Puissent-ils voir encore l’aurore après la longue nuit ! Moi je suis trop impatient, je pars avant eux.»

 

 

 


 


 


 


 


 


 

Dans son ouvrage Le monde d’hier, SWEIG fait son autobiographie mais avant tout et surtout l’analyse d’une époque et la chronique du temps qu’il a vécu avec passion et désarroi, partant de l’AUTRICHE de sa jeunesse qu’il qualifiera d’âge d’or de la sécurité et de l’opulence 1895 et se terminant par l’agonie de la paix et sa fuite au BRÉSIL en passant par l’ANGLETERRE et les ETATS-UNIS.

 

Tout commence par une description envolée d’une VIENNE ville de culture et de musique ou règne la sécurité l’entrain et l’opulence de la monarchie Austro-Hongroise qu’il décrit en ces termes :

 

«Il n’y avait guère de ville en Europe où l’aspiration à la culture fût plus passionnée qu’à Vienne. […]
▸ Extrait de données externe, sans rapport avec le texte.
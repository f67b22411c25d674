//! GraphQL scalar definitions.

use std::{fmt, marker::PhantomData, str::FromStr};

use derive_more::{AsRef, Display, From, Into};
use juniper::{
    GraphQLScalar, GraphQLType, InputValue, ParseScalarResult,
    ParseScalarValue, ScalarToken, ScalarValue, Value,
};
use service::domain::{place, region};

/// Helper type to use in `#[graphql(with = ..)]` attribute.
///
/// Uses [`FromStr`]/[`Display`] impls of `As` type to convert the target type
/// to/from GraphQL scalar.
///
/// Target type must implement [`TryFrom`] and [`AsRef`] for `As` type.
///
/// [`Display`]: fmt::Display
#[derive(Debug)]
pub struct Via<As>(PhantomData<As>);

impl<As> Via<As> {
    /// Convert the target type into scalar [`Value`] by using [`Display`] impl
    /// of `As` type.
    ///
    /// [`Display`]: fmt::Display
    pub fn to_output<T, S>(value: &T) -> Value<S>
    where
        As: fmt::Display,
        T: AsRef<As>,
        S: ScalarValue,
    {
        Value::from(value.as_ref().to_string())
    }

    /// Constructs the target type from scalar [`Value`] by using [`FromStr`]
    /// impl of `As` type.
    ///
    /// # Errors
    ///
    /// Returns an error if:
    /// - the input value is not a string;
    /// - the input value cannot be parsed into `As` type;
    /// - the parsed value cannot be converted into the target type.
    #[expect(clippy::missing_panics_doc, reason = "infallible")]
    pub fn from_input<T, S>(input: &InputValue<S>) -> Result<T, String>
    where
        As: FromStr + fmt::Display,
        As::Err: fmt::Display,
        T: TryFrom<As> + GraphQLType<S, TypeInfo = ()>,
        T::Error: fmt::Display,
        S: ScalarValue,
    {
        let s = input.as_string_value().ok_or_else(|| {
            format!(
                "Cannot parse input scalar `{}`: expected string input \
                 value, found: {input}",
                T::name(&()).expect("always has a name"),
            )
        })?;
        s.parse::<As>()
            .map_err(|e| {
                format!(
                    "Cannot parse input scalar `{}` from \"{s}\" string: {e}",
                    T::name(&()).expect("always has a name"),
                )
            })?
            .try_into()
            .map_err(|e| {
                format!(
                    "Cannot parse input scalar `{}`: {e}",
                    T::name(&()).expect("always has a name"),
                )
            })
    }

    /// Parse the provided [`ScalarToken`].
    ///
    /// # Errors
    ///
    /// Returns an error if the token cannot be parsed as [`String`].
    pub fn parse_token<S: ScalarValue>(
        value: ScalarToken<'_>,
    ) -> ParseScalarResult<S> {
        <String as ParseScalarValue<S>>::from_str(value)
    }
}

/// Business category keyword, like `카페` or `치킨`.
#[derive(AsRef, Clone, Debug, Display, From, GraphQLScalar, Into)]
#[graphql(with = Via::<place::Keyword>)]
pub struct Keyword(place::Keyword);

/// Hierarchical code of an administrative region.
#[derive(AsRef, Clone, Debug, Display, From, GraphQLScalar, Into)]
#[graphql(with = Via::<region::Code>)]
pub struct RegionCode(region::Code);

/// Display name of an administrative region, like `부춘동`.
#[derive(AsRef, Clone, Debug, Display, From, GraphQLScalar, Into)]
#[graphql(with = Via::<region::Name>)]
pub struct RegionName(region::Name);

#[cfg(test)]
mod spec {
    use juniper::{DefaultScalarValue, InputValue};

    use service::domain::{place, region};

    use super::{Keyword, RegionCode, Via};

    #[test]
    fn parses_valid_input() {
        let input = InputValue::<DefaultScalarValue>::scalar("카페".to_owned());

        let keyword: Keyword =
            Via::<place::Keyword>::from_input(&input).unwrap();

        assert_eq!(keyword.to_string(), "카페");
    }

    #[test]
    fn rejects_invalid_input() {
        let blank = InputValue::<DefaultScalarValue>::scalar(" ".to_owned());
        let number = InputValue::<DefaultScalarValue>::scalar(42);

        assert!(
            Via::<region::Code>::from_input::<RegionCode, _>(&blank).is_err()
        );
        assert!(
            Via::<region::Code>::from_input::<RegionCode, _>(&number).is_err()
        );
    }
}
À la cour, dans l’aristocratie, dans le peuple, les sangs allemand, slave, hongrois, espagnol, italien, français, flamand s’étaient mêlés, et ce fut le génie propre de cette ville de la musique que de fondre harmonieusement tous ces contrastes en une réalité nouvelle et singulière, l’esprit autrichien, l’esprit viennois.»

 

Viens ensuite une description d’un PARIS de toutes les libertés sentimentales et créatives qu’il qualifiera de «PARIS, la ville de l’éternelle jeunesse. «

 

Éclate alors la guerre de 1914 et l’installation du nazisme qui valurent à ZWEIG ses élans de protestation et de révolte le plaçant au rang des insurgés contestataires. ZWEIG évoque ses lendemains de défaite avec le ton des prophètes désolés d’avoir eu raison trop tôt, le dépeçage de l’AUTRICHE résonne en lui comme un rétrécissement et une régression dont il faut accepter l’irréversibilité.

 

La fin de l’Empire d’Autriche c’est aussi la fin de l’idée selon laquelle des peuples très différents peuvent partager un destin commun, une défaite de l’esprit européen qui présage déjà de son anéantissement dans le nazisme.

 


 


 


 


ZWEIG devient dès lors un très fin analyste de cette montée de la peste brune en ALLEMAGNE comme en AUTRICHE.

 

Stefan SWEIG a écrit ce livre alors même qu’il avait décidé de mettre fin à ces jours, acte qu’il accomplira finalement en se suicidant dans le courant de l’année 1942 après avoir tout perdu.

 

 

CULTY B.

 

ZWEIG, Stefan, 1944 : Le monde d’hier, souvenirs d’un Européen , Le Livre de Poche ; 506 pages, traduit par Serge NIÉMETZ.